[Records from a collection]
╔══
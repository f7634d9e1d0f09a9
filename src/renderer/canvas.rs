//! Canvas2D backend
//!
//! Replays draw lists onto the page canvas. The procedural background is
//! rasterised once into an offscreen canvas at startup and blitted every
//! frame; store images are composited onto that cache when they arrive.

use wasm_bindgen::JsCast;
use web_sys::{CanvasRenderingContext2d, Document, HtmlCanvasElement, HtmlImageElement};

use super::background::{self, STORE_SLOTS};
use super::command::{DrawCmd, DrawList};
use crate::assets::{AssetId, AssetRegistry, STORE_COUNT};
use crate::consts::{WORLD_HEIGHT, WORLD_WIDTH};
use crate::error::GameError;

pub struct CanvasRenderState {
    ctx: CanvasRenderingContext2d,
    background: HtmlCanvasElement,
    bg_ctx: CanvasRenderingContext2d,
    sprite: Option<HtmlImageElement>,
    stores: [Option<HtmlImageElement>; STORE_COUNT],
}

fn context_2d(canvas: &HtmlCanvasElement) -> Result<CanvasRenderingContext2d, GameError> {
    let ctx = canvas
        .get_context("2d")?
        .ok_or(GameError::Context)?
        .dyn_into::<CanvasRenderingContext2d>()
        .map_err(|_| GameError::Context)?;
    ctx.set_image_smoothing_enabled(false);
    Ok(ctx)
}

impl CanvasRenderState {
    /// Set up the page canvas and build the cached background
    pub fn new(
        document: &Document,
        canvas: &HtmlCanvasElement,
        background_seed: u64,
    ) -> Result<Self, GameError> {
        canvas.set_width(WORLD_WIDTH as u32);
        canvas.set_height(WORLD_HEIGHT as u32);
        let ctx = context_2d(canvas)?;

        let bg: HtmlCanvasElement = document
            .create_element("canvas")?
            .dyn_into()
            .map_err(|_| GameError::Js("offscreen canvas".to_string()))?;
        bg.set_width(WORLD_WIDTH as u32);
        bg.set_height(WORLD_HEIGHT as u32);
        let bg_ctx = context_2d(&bg)?;

        let stores: [Option<HtmlImageElement>; STORE_COUNT] = Default::default();
        let list = background::generate(background_seed);
        replay(&bg_ctx, &list, None, None)?;
        log::info!("Background cached ({} draw commands)", list.len());

        Ok(Self {
            ctx,
            background: bg,
            bg_ctx,
            sprite: None,
            stores,
        })
    }

    /// Hand over a decoded image
    pub fn set_image(&mut self, id: AssetId, image: HtmlImageElement) {
        match id {
            AssetId::PlayerSprite => self.sprite = Some(image),
            AssetId::Store(i) => {
                if let Some(slot) = self.stores.get_mut(i) {
                    *slot = Some(image);
                }
            }
        }
    }

    /// Composite newly ready store images onto the cached background
    pub fn patch_stores(&mut self, assets: &mut AssetRegistry) -> Result<(), GameError> {
        for i in assets.take_unpatched_stores() {
            let (Some(image), Some(slot)) = (self.stores[i].as_ref(), STORE_SLOTS.get(i)) else {
                continue;
            };
            self.bg_ctx
                .draw_image_with_html_image_element_and_dw_and_dh(
                    image,
                    slot.x as f64,
                    slot.y as f64,
                    slot.size as f64,
                    slot.size as f64,
                )?;
            log::debug!("Store {} composited onto background", i + 1);
        }
        Ok(())
    }

    /// Draw one frame
    pub fn render(&self, list: &DrawList) -> Result<(), GameError> {
        replay(
            &self.ctx,
            list,
            Some(&self.background),
            self.sprite.as_ref(),
        )
    }
}

fn replay(
    ctx: &CanvasRenderingContext2d,
    list: &DrawList,
    background: Option<&HtmlCanvasElement>,
    sprite: Option<&HtmlImageElement>,
) -> Result<(), GameError> {
    for cmd in list.commands() {
        match cmd {
            DrawCmd::Clear => ctx.clear_rect(0.0, 0.0, WORLD_WIDTH as f64, WORLD_HEIGHT as f64),
            DrawCmd::Background => {
                if let Some(bg) = background {
                    ctx.draw_image_with_html_canvas_element(bg, 0.0, 0.0)?;
                }
            }
            DrawCmd::FillRect { x, y, w, h, color } => {
                ctx.set_fill_style_str(&color.to_css());
                ctx.fill_rect(*x as f64, *y as f64, *w as f64, *h as f64);
            }
            DrawCmd::FillText {
                text,
                x,
                y,
                color,
                font,
            } => {
                ctx.set_font(font);
                ctx.set_fill_style_str(&color.to_css());
                ctx.fill_text(text, *x as f64, *y as f64)?;
            }
            DrawCmd::Sprite {
                x,
                y,
                w,
                h,
                flip_x,
            } => {
                let Some(image) = sprite else { continue };
                let (x, y, w, h) = (*x as f64, *y as f64, *w as f64, *h as f64);
                ctx.save();
                if *flip_x {
                    ctx.translate(x + w, y)?;
                    ctx.scale(-1.0, 1.0)?;
                    ctx.draw_image_with_html_image_element_and_dw_and_dh(image, 0.0, 0.0, w, h)?;
                } else {
                    ctx.draw_image_with_html_image_element_and_dw_and_dh(image, x, y, w, h)?;
                }
                ctx.restore();
            }
            DrawCmd::Alpha(a) => ctx.set_global_alpha(*a as f64),
        }
    }
    Ok(())
}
╚══
What needs to be done> Give back the entries exactly, so that each line matches the original.

Result of this task>
repository f7634d9e1d0f09a9
filename src/renderer/canvas.rs
//! Canvas2D backend
//!
//! Replays draw lists onto the page canvas. The procedural background is
//! rasterised once into an offscreen canvas at startup and blitted every
//! frame; store images are composited onto that cache when they arrive.

use wasm_bindgen::JsCast;
use web_sys::{CanvasRenderingContext2d, Document, HtmlCanvasElement, HtmlImageElement};

use super::background::{self, STORE_SLOTS};
use super::command::{DrawCmd, DrawList};
use crate::assets::{AssetId, AssetRegistry, STORE_COUNT};
use crate::consts::{WORLD_HEIGHT, WORLD_WIDTH};
use crate::error::GameError;

pub struct CanvasRenderState {
    ctx: CanvasRenderingContext2d,
    background: HtmlCanvasElement,
    bg_ctx: CanvasRenderingContext2d,
    sprite: Option<HtmlImageElement>,
    stores: [Option<HtmlImageElement>; STORE_COUNT],
}

fn context_2d(canvas: &HtmlCanvasElement) -> Result<CanvasRenderingContext2d, GameError> {
    let ctx = canvas
        .get_context("2d")?
        .ok_or(GameError::Context)?
        .dyn_into::<CanvasRenderingContext2d>()
        .map_err(|_| GameError::Context)?;
    ctx.set_image_smoothing_enabled(false);
    Ok(ctx)
}

impl CanvasRenderState {
    /// Set up the page canvas and build the cached background
    pub fn new(
        document: &Document,
        canvas: &HtmlCanvasElement,
        background_seed: u64,
    ) -> Result<Self, GameError> {
        canvas.set_width(WORLD_WIDTH as u32);
        canvas.set_height(WORLD_HEIGHT as u32);
        let ctx = context_2d(canvas)?;

        let bg: HtmlCanvasElement = document
            .create_element("canvas")?
            .dyn_into()
            .map_err(|_| GameError::Js("offscreen canvas".to_string()))?;
        bg.set_width(WORLD_WIDTH as u32);
        bg.set_height(WORLD_HEIGHT as u32);
        let bg_ctx = context_2d(&bg)?;

        let stores: [Option<HtmlImageElement>; STORE_COUNT] = Default::default();
        let list = background::generate(background_seed);
        replay(&bg_ctx, &list, None, None)?;
        log::info!("Background cached ({} draw commands)", list.len());

        Ok(Self {
            ctx,
            background: bg,
            bg_ctx,
            sprite: None,
            stores,
        })
    }

    /// Hand over a decoded image
    pub fn set_image(&mut self, id: AssetId, image: HtmlImageElement) {
        match id {
            AssetId::PlayerSprite => self.sprite = Some(image),
            AssetId::Store(i) => {
                if let Some(slot) = self.stores.get_mut(i) {
                    *slot = Some(image);
                }
            }
        }
    }

    /// Composite newly ready store images onto the cached background
    pub fn patch_stores(&mut self, assets: &mut AssetRegistry) -> Result<(), GameError> {
        for i in assets.take_unpatched_stores() {
            let (Some(image), Some(slot)) = (self.stores[i].as_ref(), STORE_SLOTS.get(i)) else {
                continue;
            };
            self.bg_ctx
                .draw_image_with_html_image_element_and_dw_and_dh(
                    image,
                    slot.x as f64,
                    slot.y as f64,
                    slot.size as f64,
                    slot.size as f64,
                )?;
            log::debug!("Store {} composited onto background", i + 1);
        }
        Ok(())
    }

    /// Draw one frame
    pub fn render(&self, list: &DrawList) -> Result<(), GameError> {
        replay(
            &self.ctx,
            list,
            Some(&self.background),
            self.sprite.as_ref(),
        )
    }
}

fn replay(
    ctx: &CanvasRenderingContext2d,
    list: &DrawList,
    background: Option<&HtmlCanvasElement>,
    sprite: Option<&HtmlImageElement>,
) -> Result<(), GameError> {
    for cmd in list.commands() {
        match cmd {
            DrawCmd::Clear => ctx.clear_rect(0.0, 0.0, WORLD_WIDTH as f64, WORLD_HEIGHT as f64),
            DrawCmd::Background => {
                if let Some(bg) = background {
                    ctx.draw_image_with_html_canvas_element(bg, 0.0, 0.0)?;
                }
            }
            DrawCmd::FillRect { x, y, w, h, color } => {
                ctx.set_fill_style_str(&color.to_css());
                ctx.fill_rect(*x as f64, *y as f64, *w as f64, *h as f64);
            }
            DrawCmd::FillText {
                text,
                x,
                y,
                color,
                font,
            } => {
                ctx.set_font(font);
                ctx.set_fill_style_str(&color.to_css());
                ctx.fill_text(text, *x as f64, *y as f64)?;
            }
            DrawCmd::Sprite {
                x,
                y,
                w,
                h,
                flip_x,
            } => {
                let Some(image) = sprite else { continue };
                let (x, y, w, h) = (*x as f64, *y as f64, *w as f64, *h as f64);
                ctx.save();
                if *flip_x {
                    ctx.translate(x + w, y)?;
                    ctx.scale(-1.0, 1.0)?;
                    ctx.draw_image_with_html_image_element_and_dw_and_dh(image, 0.0, 0.0, w, h)?;
                } else {
                    ctx.draw_image_with_html_image_element_and_dw_and_dh(image, x, y, w, h)?;
                }
                ctx.restore();
            }
            DrawCmd::Alpha(a) => ctx.set_global_alpha(*a as f64),
        }
    }
    Ok(())
}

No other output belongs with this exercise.